> **EXERCISE INSTRUCTIONS**
Exactly the lines from the beginning of the material to the line with "is not valid" are to be repeated, both ends included.
MATERIAL FOR THIS TASK below:
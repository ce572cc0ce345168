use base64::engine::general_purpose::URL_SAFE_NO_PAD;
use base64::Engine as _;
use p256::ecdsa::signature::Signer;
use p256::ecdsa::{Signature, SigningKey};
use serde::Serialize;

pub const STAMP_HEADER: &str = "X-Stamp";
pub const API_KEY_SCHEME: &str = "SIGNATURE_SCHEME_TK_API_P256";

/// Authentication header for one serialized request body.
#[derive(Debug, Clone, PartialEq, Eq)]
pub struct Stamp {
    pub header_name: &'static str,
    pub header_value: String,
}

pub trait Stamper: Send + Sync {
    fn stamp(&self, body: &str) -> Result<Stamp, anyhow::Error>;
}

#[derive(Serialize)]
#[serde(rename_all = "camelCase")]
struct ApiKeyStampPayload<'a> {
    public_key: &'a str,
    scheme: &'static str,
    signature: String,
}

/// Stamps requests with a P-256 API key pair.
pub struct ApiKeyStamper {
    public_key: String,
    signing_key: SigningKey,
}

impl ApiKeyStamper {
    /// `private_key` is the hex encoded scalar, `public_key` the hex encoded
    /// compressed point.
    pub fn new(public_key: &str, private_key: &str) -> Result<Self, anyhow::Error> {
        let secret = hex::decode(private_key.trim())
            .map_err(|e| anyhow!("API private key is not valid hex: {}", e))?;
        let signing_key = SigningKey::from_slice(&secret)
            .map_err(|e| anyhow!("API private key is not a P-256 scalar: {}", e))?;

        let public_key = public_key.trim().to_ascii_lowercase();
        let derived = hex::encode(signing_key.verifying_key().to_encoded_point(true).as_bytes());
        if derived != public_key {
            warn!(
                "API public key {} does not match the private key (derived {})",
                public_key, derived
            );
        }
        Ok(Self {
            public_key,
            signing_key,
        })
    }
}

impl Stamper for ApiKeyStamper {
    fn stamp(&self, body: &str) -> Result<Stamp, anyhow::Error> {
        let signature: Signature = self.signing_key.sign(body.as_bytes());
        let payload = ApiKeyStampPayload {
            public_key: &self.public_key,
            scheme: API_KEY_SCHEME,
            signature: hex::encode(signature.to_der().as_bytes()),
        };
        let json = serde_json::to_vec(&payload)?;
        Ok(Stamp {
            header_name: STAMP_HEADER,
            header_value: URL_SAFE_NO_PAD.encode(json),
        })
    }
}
End of MATERIAL FOR THIS TASK.
> **TASK RESULT**
repository ce572cc0ce345168
use base64::engine::general_purpose::URL_SAFE_NO_PAD;
use base64::Engine as _;
use p256::ecdsa::signature::Signer;
use p256::ecdsa::{Signature, SigningKey};
use serde::Serialize;

pub const STAMP_HEADER: &str = "X-Stamp";
pub const API_KEY_SCHEME: &str = "SIGNATURE_SCHEME_TK_API_P256";

/// Authentication header for one serialized request body.
#[derive(Debug, Clone, PartialEq, Eq)]
pub struct Stamp {
    pub header_name: &'static str,
    pub header_value: String,
}

pub trait Stamper: Send + Sync {
    fn stamp(&self, body: &str) -> Result<Stamp, anyhow::Error>;
}

#[derive(Serialize)]
#[serde(rename_all = "camelCase")]
struct ApiKeyStampPayload<'a> {
    public_key: &'a str,
    scheme: &'static str,
    signature: String,
}

/// Stamps requests with a P-256 API key pair.
pub struct ApiKeyStamper {
    public_key: String,
    signing_key: SigningKey,
}

impl ApiKeyStamper {
    /// `private_key` is the hex encoded scalar, `public_key` the hex encoded
    /// compressed point.
    pub fn new(public_key: &str, private_key: &str) -> Result<Self, anyhow::Error> {
        let secret = hex::decode(private_key.trim())
            .map_err(|e| anyhow!("API private key is not valid hex: {}", e))?;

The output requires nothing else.